When the string "TileLength" is part of a line in the data below, report the whole line.

• Dataset items:
■ ■ ■ ■
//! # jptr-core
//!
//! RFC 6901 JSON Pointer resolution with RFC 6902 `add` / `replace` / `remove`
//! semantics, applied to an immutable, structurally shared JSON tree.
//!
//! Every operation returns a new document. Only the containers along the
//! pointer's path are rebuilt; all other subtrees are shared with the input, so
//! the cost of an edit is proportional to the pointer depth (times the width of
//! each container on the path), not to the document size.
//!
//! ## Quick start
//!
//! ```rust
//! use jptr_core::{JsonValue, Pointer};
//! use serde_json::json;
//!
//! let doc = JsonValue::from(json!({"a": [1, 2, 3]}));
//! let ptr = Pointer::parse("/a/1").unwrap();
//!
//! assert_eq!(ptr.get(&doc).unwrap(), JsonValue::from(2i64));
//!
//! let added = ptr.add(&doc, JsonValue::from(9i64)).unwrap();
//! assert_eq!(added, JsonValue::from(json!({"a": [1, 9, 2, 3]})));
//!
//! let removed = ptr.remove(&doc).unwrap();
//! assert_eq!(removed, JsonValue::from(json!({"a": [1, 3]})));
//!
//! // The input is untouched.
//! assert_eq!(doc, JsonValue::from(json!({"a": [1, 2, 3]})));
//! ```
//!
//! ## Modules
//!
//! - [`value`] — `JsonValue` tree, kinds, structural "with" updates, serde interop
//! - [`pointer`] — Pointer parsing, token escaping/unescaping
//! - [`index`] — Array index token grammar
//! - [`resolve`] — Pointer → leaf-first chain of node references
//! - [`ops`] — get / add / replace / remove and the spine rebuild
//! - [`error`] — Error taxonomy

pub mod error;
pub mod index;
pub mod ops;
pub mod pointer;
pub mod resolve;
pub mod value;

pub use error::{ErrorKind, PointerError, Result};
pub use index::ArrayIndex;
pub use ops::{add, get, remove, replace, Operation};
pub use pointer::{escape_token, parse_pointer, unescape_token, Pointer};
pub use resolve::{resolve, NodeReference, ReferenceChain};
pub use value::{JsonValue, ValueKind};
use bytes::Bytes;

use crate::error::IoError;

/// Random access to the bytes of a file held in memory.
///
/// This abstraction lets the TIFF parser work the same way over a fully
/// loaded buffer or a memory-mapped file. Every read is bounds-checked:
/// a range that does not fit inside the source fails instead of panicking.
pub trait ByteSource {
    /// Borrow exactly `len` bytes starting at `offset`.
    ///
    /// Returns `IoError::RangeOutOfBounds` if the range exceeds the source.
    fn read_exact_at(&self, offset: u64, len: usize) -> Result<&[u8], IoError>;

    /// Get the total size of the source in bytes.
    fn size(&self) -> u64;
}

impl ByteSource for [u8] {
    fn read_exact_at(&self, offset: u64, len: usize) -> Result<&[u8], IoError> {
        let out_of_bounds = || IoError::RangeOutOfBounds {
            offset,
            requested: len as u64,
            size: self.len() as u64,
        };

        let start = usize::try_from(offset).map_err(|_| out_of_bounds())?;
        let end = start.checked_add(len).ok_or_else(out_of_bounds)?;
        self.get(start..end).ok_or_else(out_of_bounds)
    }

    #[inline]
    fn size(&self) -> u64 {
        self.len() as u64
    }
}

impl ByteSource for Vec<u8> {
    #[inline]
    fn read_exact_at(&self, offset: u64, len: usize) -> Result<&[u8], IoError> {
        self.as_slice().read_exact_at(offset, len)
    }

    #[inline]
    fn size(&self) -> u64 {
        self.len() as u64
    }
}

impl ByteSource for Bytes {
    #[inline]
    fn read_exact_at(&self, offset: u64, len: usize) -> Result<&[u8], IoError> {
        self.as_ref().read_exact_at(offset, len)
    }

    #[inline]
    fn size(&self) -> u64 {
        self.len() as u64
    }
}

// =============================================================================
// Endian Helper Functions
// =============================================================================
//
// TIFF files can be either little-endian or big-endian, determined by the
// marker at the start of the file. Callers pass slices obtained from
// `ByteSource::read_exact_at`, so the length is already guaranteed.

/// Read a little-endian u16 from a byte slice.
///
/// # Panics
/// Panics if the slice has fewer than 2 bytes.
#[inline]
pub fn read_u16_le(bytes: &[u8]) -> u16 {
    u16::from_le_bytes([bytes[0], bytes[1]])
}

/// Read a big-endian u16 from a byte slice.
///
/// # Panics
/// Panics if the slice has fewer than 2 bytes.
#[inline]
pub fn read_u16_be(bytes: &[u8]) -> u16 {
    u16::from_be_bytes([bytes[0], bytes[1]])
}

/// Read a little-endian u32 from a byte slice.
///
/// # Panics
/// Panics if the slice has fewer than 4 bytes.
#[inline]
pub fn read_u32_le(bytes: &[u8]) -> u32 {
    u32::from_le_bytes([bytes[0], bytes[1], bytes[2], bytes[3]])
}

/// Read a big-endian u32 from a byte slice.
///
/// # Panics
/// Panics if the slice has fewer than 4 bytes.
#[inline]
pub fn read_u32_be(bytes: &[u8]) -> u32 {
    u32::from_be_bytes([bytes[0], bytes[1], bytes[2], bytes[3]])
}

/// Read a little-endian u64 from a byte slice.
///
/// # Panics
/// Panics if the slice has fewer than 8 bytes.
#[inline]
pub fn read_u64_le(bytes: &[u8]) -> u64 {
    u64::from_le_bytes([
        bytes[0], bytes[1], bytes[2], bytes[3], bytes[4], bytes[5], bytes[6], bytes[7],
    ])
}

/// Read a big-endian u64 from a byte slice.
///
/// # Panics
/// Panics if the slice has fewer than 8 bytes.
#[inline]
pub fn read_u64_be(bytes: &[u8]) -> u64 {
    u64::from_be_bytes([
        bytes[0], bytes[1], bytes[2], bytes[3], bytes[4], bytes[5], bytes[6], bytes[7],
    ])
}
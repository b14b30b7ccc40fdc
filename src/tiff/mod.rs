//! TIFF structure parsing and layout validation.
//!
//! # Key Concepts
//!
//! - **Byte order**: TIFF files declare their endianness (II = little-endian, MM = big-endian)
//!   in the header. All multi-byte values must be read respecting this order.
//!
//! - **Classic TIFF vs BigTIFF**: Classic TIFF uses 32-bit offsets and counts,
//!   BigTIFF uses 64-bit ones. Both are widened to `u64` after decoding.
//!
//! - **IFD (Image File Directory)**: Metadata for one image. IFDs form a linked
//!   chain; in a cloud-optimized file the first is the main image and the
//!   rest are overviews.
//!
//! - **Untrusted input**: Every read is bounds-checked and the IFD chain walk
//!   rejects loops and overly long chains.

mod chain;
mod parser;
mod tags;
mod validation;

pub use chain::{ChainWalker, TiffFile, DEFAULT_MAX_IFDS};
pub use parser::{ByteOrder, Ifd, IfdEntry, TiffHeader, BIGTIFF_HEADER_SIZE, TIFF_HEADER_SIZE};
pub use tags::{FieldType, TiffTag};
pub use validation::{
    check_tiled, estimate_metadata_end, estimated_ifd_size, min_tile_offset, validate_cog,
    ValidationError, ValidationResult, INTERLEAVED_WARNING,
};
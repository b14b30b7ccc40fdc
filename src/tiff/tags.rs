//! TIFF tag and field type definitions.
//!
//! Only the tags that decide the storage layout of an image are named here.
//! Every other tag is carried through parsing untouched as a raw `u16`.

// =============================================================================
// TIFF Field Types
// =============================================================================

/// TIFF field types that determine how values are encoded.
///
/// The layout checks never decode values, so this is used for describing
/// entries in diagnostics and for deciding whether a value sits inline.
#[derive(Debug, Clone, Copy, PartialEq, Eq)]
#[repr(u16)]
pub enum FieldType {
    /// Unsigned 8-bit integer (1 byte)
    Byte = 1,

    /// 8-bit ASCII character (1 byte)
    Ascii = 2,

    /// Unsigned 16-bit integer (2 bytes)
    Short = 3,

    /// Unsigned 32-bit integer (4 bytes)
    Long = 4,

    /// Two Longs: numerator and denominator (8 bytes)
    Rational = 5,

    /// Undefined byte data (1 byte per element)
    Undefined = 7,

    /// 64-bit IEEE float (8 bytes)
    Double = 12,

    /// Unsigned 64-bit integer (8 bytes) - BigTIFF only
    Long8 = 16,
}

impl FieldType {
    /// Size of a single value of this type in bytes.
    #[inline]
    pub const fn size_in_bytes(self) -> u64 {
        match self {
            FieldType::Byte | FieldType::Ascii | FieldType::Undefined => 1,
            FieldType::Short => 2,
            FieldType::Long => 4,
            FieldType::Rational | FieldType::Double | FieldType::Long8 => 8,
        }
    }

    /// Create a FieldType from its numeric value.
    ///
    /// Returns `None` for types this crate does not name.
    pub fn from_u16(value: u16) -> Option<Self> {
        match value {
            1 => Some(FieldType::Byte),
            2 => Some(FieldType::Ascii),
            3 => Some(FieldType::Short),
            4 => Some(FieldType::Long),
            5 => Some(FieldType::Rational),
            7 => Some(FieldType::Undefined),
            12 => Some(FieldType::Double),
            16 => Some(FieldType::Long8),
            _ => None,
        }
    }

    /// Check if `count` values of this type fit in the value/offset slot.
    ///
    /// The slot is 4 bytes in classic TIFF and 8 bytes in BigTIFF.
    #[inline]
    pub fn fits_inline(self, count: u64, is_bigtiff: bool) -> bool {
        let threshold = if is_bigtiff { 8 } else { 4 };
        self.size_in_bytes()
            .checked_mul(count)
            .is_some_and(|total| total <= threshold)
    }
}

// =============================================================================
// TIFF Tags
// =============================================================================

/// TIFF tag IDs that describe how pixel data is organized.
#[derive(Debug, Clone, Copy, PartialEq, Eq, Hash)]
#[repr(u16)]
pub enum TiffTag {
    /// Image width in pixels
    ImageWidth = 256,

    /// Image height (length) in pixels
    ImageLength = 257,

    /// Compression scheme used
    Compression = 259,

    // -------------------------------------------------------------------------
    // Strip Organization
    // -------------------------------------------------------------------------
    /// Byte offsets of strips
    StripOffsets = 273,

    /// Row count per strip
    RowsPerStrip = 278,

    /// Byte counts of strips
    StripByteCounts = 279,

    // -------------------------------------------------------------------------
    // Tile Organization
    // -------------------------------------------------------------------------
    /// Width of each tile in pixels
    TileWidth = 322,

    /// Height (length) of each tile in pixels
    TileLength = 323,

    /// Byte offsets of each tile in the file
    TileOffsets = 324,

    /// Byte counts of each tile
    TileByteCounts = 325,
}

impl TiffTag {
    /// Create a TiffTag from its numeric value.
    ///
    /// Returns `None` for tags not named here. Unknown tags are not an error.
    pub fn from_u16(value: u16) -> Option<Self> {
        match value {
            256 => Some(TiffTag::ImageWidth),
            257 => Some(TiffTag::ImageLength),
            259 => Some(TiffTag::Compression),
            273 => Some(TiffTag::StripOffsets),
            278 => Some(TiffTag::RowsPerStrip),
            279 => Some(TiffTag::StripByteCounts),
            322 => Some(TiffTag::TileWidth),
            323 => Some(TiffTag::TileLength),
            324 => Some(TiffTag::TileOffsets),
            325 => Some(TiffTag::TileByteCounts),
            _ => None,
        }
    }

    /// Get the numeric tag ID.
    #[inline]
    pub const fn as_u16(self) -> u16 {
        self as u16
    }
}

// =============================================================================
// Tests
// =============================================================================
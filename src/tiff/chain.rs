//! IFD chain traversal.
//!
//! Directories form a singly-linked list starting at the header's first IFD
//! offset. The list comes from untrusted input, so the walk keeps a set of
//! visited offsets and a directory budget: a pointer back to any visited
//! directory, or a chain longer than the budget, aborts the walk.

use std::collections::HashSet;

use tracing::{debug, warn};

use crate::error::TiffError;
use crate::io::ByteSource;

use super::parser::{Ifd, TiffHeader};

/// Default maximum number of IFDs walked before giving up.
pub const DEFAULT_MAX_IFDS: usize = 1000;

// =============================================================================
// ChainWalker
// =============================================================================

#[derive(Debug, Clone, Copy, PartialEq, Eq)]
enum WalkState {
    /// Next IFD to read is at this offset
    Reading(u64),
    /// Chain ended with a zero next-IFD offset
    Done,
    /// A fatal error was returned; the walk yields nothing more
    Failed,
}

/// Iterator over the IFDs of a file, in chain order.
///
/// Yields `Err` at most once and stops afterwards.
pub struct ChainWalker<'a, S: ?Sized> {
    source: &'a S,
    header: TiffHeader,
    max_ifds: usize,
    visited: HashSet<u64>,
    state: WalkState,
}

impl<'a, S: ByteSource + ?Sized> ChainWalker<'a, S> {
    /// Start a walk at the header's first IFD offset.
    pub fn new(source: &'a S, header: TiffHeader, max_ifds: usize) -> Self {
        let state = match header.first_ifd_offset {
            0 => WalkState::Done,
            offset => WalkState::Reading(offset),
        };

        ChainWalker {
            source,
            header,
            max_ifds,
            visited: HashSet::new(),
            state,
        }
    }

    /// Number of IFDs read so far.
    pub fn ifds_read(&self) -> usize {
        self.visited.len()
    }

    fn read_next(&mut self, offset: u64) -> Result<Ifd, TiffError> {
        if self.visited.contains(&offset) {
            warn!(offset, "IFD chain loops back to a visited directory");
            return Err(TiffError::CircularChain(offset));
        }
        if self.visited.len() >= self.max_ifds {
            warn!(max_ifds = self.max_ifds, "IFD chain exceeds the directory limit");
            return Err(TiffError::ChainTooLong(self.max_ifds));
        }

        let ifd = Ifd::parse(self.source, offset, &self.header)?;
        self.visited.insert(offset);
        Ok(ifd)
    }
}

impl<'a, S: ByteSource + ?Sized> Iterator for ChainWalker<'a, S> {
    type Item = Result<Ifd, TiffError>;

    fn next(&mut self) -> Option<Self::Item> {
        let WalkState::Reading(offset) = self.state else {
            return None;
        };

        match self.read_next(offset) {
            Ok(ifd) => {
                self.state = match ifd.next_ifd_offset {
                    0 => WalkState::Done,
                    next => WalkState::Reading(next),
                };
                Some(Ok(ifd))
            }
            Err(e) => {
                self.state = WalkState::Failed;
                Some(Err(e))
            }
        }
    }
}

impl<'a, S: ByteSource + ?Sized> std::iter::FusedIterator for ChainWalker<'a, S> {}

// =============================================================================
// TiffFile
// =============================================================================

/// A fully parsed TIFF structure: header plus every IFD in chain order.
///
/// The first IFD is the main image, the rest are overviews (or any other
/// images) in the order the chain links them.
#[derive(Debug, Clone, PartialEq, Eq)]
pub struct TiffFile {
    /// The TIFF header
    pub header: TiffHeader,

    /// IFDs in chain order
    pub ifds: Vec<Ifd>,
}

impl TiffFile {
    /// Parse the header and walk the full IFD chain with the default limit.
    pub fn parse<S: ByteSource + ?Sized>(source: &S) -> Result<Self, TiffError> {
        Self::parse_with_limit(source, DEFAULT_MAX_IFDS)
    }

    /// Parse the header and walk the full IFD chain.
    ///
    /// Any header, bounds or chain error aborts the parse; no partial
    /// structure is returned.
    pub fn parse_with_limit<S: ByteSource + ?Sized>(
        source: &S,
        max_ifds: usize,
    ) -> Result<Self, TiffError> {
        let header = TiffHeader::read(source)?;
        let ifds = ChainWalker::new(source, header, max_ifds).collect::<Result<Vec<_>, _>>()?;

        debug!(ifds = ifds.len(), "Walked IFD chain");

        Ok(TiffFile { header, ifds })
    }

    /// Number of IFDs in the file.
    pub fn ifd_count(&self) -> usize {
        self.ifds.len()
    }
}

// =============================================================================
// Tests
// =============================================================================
■ ■ ■ ■
• RESPONSE TO THE EXERCISE:
    TileLength = 323,
            323 => Some(TiffTag::TileLength),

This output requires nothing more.